● **WORK ITEM**
Search the entries below for the word "PgStore" and copy each line that has it.

(Saved data entries)
■ ■ ■ ■

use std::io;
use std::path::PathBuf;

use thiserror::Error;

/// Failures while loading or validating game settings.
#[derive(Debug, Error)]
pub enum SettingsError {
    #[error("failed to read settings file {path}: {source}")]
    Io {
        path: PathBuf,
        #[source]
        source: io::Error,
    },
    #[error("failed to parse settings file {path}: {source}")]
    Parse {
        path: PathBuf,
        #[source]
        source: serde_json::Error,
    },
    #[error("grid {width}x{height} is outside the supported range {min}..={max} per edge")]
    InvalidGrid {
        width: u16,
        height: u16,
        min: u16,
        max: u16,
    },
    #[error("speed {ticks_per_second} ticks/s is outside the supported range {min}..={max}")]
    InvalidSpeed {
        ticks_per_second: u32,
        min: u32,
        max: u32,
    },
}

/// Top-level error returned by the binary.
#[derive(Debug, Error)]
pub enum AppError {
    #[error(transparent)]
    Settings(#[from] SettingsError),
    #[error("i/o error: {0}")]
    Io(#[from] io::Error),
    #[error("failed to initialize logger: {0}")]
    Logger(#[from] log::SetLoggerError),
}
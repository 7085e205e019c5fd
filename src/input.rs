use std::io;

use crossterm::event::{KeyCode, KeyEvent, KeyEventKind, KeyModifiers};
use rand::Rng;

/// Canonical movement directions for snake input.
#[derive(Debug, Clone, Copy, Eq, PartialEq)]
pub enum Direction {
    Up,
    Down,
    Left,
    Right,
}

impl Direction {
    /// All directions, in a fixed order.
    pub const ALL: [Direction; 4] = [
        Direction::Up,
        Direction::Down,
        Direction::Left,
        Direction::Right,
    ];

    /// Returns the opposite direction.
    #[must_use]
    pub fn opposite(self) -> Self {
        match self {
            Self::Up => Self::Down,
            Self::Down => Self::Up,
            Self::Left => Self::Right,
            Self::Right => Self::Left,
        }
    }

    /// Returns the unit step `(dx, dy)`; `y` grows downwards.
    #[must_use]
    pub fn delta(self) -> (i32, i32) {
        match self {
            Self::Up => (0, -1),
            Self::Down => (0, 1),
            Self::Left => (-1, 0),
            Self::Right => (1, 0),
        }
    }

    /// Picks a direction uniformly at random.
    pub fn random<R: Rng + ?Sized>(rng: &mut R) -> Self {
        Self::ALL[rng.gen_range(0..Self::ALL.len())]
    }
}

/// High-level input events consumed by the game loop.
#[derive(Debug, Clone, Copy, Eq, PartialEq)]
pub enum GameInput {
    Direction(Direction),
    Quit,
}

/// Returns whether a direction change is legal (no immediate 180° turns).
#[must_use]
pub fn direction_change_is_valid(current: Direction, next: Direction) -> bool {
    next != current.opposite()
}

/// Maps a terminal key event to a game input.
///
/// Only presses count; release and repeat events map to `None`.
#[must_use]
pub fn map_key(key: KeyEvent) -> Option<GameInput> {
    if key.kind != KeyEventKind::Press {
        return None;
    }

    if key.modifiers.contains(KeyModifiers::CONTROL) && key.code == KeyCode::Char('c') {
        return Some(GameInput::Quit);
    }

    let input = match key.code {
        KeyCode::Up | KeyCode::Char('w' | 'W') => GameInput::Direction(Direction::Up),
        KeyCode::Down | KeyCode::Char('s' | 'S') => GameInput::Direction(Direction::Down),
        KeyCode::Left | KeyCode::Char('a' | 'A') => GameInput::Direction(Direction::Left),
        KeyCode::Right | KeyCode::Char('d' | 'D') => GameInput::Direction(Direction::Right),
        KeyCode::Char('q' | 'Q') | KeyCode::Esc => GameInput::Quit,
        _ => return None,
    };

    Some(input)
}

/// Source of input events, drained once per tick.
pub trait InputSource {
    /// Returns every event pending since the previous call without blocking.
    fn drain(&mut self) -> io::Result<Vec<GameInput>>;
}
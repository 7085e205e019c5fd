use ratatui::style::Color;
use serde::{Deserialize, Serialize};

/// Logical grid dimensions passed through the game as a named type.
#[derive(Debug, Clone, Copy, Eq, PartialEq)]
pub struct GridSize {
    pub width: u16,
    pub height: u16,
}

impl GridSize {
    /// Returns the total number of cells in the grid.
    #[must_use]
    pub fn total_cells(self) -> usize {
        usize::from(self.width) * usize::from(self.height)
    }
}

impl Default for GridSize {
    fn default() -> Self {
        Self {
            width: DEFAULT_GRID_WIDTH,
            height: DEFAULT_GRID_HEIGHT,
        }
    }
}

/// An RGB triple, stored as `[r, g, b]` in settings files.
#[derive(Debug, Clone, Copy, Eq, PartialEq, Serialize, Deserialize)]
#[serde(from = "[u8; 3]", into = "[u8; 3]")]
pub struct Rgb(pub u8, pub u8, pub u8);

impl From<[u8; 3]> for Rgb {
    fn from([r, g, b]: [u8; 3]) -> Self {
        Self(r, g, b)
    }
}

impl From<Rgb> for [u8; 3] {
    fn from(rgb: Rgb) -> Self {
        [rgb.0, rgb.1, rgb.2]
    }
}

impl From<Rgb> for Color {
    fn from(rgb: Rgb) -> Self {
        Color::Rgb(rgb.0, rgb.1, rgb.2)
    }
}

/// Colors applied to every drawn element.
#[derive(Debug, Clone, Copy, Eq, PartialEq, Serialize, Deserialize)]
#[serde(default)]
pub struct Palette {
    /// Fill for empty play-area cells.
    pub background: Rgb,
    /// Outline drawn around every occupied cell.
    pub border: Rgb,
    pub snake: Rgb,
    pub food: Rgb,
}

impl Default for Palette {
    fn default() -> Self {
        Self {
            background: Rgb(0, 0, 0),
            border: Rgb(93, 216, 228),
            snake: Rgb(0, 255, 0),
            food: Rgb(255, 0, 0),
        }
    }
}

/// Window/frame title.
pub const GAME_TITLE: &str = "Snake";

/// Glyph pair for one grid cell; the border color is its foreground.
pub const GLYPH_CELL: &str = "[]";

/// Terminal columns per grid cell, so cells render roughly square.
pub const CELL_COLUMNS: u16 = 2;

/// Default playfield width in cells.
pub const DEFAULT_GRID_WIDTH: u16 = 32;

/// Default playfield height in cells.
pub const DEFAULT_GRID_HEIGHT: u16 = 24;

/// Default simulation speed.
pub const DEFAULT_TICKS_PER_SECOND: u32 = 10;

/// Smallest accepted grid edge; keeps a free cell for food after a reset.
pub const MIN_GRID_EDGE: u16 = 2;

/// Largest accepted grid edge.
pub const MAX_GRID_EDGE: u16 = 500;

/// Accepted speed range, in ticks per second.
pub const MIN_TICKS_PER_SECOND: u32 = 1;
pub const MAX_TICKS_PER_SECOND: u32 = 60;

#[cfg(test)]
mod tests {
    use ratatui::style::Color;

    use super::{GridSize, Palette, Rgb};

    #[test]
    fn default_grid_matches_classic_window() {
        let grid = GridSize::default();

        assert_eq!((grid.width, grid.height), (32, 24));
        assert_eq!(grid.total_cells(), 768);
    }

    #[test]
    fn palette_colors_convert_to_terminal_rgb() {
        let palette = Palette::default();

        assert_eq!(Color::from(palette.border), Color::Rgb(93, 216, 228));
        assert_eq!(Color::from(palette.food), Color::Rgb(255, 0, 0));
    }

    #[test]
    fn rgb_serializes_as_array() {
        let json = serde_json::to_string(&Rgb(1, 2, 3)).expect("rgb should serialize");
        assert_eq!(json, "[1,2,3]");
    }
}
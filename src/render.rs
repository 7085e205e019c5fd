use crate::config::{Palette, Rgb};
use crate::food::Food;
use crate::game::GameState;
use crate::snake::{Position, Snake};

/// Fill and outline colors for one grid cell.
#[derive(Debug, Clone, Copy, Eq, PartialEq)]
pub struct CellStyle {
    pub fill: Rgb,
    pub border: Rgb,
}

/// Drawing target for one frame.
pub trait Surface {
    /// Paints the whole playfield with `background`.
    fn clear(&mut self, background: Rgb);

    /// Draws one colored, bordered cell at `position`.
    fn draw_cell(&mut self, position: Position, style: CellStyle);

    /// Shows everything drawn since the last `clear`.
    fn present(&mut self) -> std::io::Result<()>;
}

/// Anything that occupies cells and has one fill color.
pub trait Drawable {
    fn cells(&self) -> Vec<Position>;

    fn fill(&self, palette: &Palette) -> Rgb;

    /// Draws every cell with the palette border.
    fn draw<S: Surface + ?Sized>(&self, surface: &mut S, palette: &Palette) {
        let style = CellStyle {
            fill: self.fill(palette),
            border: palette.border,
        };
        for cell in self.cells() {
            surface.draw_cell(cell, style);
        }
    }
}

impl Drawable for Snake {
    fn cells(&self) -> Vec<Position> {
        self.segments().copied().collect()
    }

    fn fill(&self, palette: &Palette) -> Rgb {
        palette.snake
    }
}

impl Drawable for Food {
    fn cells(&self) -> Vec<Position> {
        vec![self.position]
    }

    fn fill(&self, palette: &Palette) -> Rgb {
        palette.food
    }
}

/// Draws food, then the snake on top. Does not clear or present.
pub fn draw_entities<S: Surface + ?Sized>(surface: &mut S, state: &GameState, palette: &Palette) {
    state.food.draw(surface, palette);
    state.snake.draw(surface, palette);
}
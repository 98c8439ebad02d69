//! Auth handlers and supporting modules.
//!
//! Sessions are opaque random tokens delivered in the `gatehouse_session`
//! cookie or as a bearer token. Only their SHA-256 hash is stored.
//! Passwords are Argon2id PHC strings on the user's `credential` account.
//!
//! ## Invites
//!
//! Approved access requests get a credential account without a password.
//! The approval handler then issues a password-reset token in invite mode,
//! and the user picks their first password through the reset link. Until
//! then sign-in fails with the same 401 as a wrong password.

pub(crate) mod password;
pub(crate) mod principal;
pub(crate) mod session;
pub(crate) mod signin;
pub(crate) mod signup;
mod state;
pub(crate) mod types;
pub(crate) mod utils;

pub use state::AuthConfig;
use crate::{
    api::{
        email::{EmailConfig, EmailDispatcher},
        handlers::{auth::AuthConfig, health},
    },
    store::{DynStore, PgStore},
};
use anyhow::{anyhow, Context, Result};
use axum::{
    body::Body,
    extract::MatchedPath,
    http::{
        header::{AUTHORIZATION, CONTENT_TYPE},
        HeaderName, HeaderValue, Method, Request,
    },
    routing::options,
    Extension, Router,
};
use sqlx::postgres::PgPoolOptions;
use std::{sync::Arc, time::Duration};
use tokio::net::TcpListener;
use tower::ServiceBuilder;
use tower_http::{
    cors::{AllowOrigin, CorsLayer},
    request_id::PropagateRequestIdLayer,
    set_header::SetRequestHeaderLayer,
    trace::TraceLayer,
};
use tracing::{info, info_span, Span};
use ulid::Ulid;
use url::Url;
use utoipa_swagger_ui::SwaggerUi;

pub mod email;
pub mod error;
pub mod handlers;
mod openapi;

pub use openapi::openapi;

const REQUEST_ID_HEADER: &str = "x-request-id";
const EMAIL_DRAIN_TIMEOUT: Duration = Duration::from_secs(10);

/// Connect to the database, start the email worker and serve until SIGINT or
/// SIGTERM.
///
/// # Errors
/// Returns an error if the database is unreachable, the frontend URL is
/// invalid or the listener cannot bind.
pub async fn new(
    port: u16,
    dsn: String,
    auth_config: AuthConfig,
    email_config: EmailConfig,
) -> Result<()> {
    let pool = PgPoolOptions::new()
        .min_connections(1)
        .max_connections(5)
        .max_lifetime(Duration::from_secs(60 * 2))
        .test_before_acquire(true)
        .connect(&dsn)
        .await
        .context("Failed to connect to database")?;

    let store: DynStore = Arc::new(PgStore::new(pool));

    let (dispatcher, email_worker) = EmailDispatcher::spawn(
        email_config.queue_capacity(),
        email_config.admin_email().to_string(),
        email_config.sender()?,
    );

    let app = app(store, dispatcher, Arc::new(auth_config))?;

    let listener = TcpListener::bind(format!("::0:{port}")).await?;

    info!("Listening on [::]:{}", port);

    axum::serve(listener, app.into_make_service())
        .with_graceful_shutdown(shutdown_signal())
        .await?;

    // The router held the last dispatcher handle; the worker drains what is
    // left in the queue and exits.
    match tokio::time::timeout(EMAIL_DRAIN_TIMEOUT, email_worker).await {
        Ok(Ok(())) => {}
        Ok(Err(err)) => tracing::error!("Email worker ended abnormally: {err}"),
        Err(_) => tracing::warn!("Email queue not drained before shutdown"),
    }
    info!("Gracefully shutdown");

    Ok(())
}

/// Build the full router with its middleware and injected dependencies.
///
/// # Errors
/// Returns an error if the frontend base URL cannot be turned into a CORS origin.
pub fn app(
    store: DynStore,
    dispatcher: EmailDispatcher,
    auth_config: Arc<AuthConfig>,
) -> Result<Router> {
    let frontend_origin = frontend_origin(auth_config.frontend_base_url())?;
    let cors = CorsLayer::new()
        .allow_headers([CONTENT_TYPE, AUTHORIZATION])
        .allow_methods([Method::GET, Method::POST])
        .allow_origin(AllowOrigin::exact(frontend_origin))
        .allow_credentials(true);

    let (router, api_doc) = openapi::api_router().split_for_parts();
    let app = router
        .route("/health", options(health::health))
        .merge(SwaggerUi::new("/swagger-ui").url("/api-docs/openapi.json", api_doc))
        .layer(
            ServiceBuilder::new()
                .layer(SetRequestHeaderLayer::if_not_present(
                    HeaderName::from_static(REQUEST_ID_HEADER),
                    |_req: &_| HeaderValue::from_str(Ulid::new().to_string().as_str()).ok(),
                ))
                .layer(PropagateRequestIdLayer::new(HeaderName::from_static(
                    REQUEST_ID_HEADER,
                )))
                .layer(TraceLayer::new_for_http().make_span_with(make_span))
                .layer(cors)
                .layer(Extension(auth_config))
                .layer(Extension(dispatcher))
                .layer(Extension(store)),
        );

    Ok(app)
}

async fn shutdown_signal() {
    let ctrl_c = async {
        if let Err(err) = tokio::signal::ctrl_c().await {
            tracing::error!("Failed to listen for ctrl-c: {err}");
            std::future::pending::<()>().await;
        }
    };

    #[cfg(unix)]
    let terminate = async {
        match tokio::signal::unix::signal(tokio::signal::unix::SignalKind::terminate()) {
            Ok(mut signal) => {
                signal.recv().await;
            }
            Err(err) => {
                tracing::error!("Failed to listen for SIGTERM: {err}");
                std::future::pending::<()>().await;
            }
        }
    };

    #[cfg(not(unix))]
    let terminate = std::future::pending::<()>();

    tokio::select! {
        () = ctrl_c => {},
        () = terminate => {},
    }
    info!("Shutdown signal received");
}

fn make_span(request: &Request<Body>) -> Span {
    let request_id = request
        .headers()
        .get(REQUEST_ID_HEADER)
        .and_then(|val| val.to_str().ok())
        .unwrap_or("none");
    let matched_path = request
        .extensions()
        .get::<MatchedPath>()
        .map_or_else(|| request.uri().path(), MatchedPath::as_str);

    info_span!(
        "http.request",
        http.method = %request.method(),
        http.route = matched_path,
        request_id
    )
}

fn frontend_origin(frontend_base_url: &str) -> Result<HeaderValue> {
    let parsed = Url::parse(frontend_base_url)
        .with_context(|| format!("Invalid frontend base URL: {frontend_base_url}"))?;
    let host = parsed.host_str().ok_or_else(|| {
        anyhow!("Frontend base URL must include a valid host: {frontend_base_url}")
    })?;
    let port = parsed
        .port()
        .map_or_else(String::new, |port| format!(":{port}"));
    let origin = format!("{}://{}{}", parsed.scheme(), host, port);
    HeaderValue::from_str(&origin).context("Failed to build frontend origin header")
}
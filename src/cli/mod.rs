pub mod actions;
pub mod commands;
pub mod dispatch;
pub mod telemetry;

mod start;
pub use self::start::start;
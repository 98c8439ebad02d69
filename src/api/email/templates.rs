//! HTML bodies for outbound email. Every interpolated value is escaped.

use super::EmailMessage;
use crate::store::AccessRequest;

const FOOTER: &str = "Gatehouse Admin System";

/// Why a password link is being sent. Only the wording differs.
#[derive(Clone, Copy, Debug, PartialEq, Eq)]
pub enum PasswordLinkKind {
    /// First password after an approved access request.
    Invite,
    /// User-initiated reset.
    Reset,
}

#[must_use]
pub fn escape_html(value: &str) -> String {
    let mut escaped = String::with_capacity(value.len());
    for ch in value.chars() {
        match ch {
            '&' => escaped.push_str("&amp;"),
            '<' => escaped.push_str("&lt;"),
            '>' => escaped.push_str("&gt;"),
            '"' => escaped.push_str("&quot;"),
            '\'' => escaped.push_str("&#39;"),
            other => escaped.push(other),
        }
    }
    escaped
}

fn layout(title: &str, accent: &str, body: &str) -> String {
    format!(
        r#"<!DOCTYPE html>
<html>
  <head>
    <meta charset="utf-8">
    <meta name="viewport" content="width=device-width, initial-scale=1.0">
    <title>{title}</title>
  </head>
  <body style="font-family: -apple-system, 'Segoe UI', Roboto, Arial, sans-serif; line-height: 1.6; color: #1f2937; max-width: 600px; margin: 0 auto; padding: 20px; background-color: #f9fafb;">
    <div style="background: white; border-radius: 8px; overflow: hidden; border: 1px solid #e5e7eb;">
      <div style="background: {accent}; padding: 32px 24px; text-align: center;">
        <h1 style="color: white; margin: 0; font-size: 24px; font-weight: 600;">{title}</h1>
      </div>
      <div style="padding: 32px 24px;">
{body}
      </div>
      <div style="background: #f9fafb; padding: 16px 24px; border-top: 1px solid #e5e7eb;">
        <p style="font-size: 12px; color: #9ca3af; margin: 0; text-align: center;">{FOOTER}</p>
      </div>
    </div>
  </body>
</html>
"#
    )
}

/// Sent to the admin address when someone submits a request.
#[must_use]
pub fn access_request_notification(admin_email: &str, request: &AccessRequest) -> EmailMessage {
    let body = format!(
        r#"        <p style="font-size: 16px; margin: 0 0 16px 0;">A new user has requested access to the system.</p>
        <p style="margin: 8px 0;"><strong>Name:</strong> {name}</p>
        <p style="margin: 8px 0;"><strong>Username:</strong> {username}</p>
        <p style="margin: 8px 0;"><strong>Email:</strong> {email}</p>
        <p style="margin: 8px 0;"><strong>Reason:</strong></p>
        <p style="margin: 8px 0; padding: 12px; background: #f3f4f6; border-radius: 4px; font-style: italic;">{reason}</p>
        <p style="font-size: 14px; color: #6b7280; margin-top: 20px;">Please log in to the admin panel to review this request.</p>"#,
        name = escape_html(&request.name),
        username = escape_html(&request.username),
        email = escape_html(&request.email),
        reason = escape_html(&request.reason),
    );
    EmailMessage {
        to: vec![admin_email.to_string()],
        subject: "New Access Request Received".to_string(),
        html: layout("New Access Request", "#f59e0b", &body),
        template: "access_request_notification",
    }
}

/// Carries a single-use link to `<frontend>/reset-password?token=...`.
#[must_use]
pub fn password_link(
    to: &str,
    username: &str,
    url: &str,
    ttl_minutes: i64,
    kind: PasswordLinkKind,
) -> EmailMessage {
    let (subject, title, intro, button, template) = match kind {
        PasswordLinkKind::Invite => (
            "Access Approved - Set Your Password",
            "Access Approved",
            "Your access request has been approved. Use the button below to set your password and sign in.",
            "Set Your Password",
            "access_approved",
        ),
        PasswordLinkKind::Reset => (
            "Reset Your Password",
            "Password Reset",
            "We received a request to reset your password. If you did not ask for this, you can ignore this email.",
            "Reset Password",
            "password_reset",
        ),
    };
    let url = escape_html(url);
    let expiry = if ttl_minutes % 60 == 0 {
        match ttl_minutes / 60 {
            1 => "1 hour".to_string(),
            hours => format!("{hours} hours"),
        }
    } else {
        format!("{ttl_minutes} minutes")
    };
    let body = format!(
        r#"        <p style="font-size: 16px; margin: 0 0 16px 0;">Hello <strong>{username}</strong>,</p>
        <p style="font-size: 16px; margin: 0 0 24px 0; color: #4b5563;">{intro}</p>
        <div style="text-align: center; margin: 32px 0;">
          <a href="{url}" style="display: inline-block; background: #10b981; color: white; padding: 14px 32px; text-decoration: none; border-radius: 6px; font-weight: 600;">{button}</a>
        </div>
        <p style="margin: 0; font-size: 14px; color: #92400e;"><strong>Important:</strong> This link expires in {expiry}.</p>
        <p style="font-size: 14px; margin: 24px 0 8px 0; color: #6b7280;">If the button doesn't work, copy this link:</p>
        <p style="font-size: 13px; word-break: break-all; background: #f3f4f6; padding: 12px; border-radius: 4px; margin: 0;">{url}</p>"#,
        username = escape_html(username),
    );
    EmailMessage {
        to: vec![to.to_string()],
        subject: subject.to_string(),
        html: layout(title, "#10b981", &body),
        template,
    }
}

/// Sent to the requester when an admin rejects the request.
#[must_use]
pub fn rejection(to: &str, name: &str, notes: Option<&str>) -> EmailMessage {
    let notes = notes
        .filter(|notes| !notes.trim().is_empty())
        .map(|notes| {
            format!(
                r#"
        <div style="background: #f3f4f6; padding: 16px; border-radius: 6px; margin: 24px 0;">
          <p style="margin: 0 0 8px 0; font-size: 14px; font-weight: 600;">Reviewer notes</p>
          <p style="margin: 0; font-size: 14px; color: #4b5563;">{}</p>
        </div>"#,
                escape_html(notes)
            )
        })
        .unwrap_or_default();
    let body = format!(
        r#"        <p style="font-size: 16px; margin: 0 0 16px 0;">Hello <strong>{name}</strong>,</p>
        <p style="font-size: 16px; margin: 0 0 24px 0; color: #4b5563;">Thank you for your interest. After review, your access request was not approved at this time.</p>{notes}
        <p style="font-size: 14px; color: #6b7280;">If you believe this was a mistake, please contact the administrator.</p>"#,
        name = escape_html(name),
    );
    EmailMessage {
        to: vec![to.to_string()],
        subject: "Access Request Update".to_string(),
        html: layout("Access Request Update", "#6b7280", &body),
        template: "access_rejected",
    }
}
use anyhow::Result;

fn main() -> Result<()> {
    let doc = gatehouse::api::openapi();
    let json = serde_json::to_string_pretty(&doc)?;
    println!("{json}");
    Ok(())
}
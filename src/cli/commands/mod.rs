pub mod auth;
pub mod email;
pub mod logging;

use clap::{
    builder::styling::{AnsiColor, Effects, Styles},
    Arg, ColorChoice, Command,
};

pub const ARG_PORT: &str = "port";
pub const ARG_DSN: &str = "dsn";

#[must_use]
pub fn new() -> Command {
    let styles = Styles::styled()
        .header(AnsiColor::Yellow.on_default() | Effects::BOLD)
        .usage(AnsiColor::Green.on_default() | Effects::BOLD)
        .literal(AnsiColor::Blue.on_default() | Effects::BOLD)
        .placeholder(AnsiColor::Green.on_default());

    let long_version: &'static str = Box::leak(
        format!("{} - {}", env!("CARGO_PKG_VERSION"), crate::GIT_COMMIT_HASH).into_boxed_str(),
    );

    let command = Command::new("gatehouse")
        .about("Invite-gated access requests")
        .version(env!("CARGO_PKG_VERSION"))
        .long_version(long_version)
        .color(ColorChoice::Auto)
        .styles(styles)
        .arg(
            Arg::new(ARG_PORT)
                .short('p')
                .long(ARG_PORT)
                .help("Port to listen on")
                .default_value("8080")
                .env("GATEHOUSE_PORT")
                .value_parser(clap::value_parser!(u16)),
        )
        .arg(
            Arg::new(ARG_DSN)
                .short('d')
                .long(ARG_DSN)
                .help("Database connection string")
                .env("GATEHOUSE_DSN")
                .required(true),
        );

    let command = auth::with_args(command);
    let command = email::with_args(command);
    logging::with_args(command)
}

■ ■ ■ ■

● **WRITTEN RESPONSE**
    store::{DynStore, PgStore},
    let store: DynStore = Arc::new(PgStore::new(pool));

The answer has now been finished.